- Work required
Your output should be the entries below, exact in every detail.

- Supplied data
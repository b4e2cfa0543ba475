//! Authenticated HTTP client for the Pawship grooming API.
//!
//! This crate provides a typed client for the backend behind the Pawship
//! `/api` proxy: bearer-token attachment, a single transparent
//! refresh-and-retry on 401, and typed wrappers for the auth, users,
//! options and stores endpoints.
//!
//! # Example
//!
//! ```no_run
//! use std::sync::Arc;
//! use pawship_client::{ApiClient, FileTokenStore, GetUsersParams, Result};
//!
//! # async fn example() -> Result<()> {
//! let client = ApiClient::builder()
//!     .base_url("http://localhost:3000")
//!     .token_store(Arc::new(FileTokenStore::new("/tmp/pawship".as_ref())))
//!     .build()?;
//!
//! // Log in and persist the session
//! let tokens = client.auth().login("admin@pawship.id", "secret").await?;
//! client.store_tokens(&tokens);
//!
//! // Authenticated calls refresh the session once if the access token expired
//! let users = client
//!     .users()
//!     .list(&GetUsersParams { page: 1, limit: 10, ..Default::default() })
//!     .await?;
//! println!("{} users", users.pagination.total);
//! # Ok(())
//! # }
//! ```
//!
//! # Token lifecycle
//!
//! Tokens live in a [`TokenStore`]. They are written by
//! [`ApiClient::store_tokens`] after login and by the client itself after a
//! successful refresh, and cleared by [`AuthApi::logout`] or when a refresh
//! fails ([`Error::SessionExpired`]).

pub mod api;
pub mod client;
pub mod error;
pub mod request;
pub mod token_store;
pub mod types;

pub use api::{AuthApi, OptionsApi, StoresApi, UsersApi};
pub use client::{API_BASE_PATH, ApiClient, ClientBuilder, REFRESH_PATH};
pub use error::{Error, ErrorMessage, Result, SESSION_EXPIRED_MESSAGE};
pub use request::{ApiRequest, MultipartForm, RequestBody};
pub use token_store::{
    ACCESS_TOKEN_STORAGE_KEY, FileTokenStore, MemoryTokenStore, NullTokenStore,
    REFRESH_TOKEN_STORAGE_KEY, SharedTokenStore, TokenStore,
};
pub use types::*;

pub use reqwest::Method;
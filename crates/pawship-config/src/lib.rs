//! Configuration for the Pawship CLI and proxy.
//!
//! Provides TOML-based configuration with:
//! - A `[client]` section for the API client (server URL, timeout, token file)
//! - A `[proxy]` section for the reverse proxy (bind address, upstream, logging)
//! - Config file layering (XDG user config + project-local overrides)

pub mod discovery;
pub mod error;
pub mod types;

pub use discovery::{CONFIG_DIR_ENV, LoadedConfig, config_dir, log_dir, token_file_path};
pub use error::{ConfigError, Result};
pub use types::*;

- Exercise result
repository b4e2cfa0543ba475
//! Authenticated HTTP client for the Pawship grooming API.
//!
//! This crate provides a typed client for the backend behind the Pawship
//! `/api` proxy: bearer-token attachment, a single transparent
//! refresh-and-retry on 401, and typed wrappers for the auth, users,
//! options and stores endpoints.
//!
//! # Example
//!
//! ```no_run
//! use std::sync::Arc;
//! use pawship_client::{ApiClient, FileTokenStore, GetUsersParams, Result};
//!
//! # async fn example() -> Result<()> {
//! let client = ApiClient::builder()
//!     .base_url("http://localhost:3000")
//!     .token_store(Arc::new(FileTokenStore::new("/tmp/pawship".as_ref())))
//!     .build()?;
//!
//! // Log in and persist the session
//! let tokens = client.auth().login("admin@pawship.id", "secret").await?;
//! client.store_tokens(&tokens);
//!
//! // Authenticated calls refresh the session once if the access token expired
//! let users = client
//!     .users()
//!     .list(&GetUsersParams { page: 1, limit: 10, ..Default::default() })
//!     .await?;
//! println!("{} users", users.pagination.total);
//! # Ok(())
//! # }
//! ```
//!
//! # Token lifecycle
//!
//! Tokens live in a [`TokenStore`]. They are written by
//! [`ApiClient::store_tokens`] after login and by the client itself after a
//! successful refresh, and cleared by [`AuthApi::logout`] or when a refresh
//! fails ([`Error::SessionExpired`]).

pub mod api;
pub mod client;
pub mod error;
pub mod request;
pub mod token_store;
pub mod types;

pub use api::{AuthApi, OptionsApi, StoresApi, UsersApi};
pub use client::{API_BASE_PATH, ApiClient, ClientBuilder, REFRESH_PATH};
pub use error::{Error, ErrorMessage, Result, SESSION_EXPIRED_MESSAGE};
pub use request::{ApiRequest, MultipartForm, RequestBody};
pub use token_store::{
    ACCESS_TOKEN_STORAGE_KEY, FileTokenStore, MemoryTokenStore, NullTokenStore,
    REFRESH_TOKEN_STORAGE_KEY, SharedTokenStore, TokenStore,
};
pub use types::*;

pub use reqwest::Method;
filename crates/pawship-config/src/lib.rs
//! Configuration for the Pawship CLI and proxy.
//!
//! Provides TOML-based configuration with:
//! - A `[client]` section for the API client (server URL, timeout, token file)
//! - A `[proxy]` section for the reverse proxy (bind address, upstream, logging)
//! - Config file layering (XDG user config + project-local overrides)

pub mod discovery;
pub mod error;
pub mod types;

pub use discovery::{CONFIG_DIR_ENV, LoadedConfig, config_dir, log_dir, token_file_path};
pub use error::{ConfigError, Result};
pub use types::*;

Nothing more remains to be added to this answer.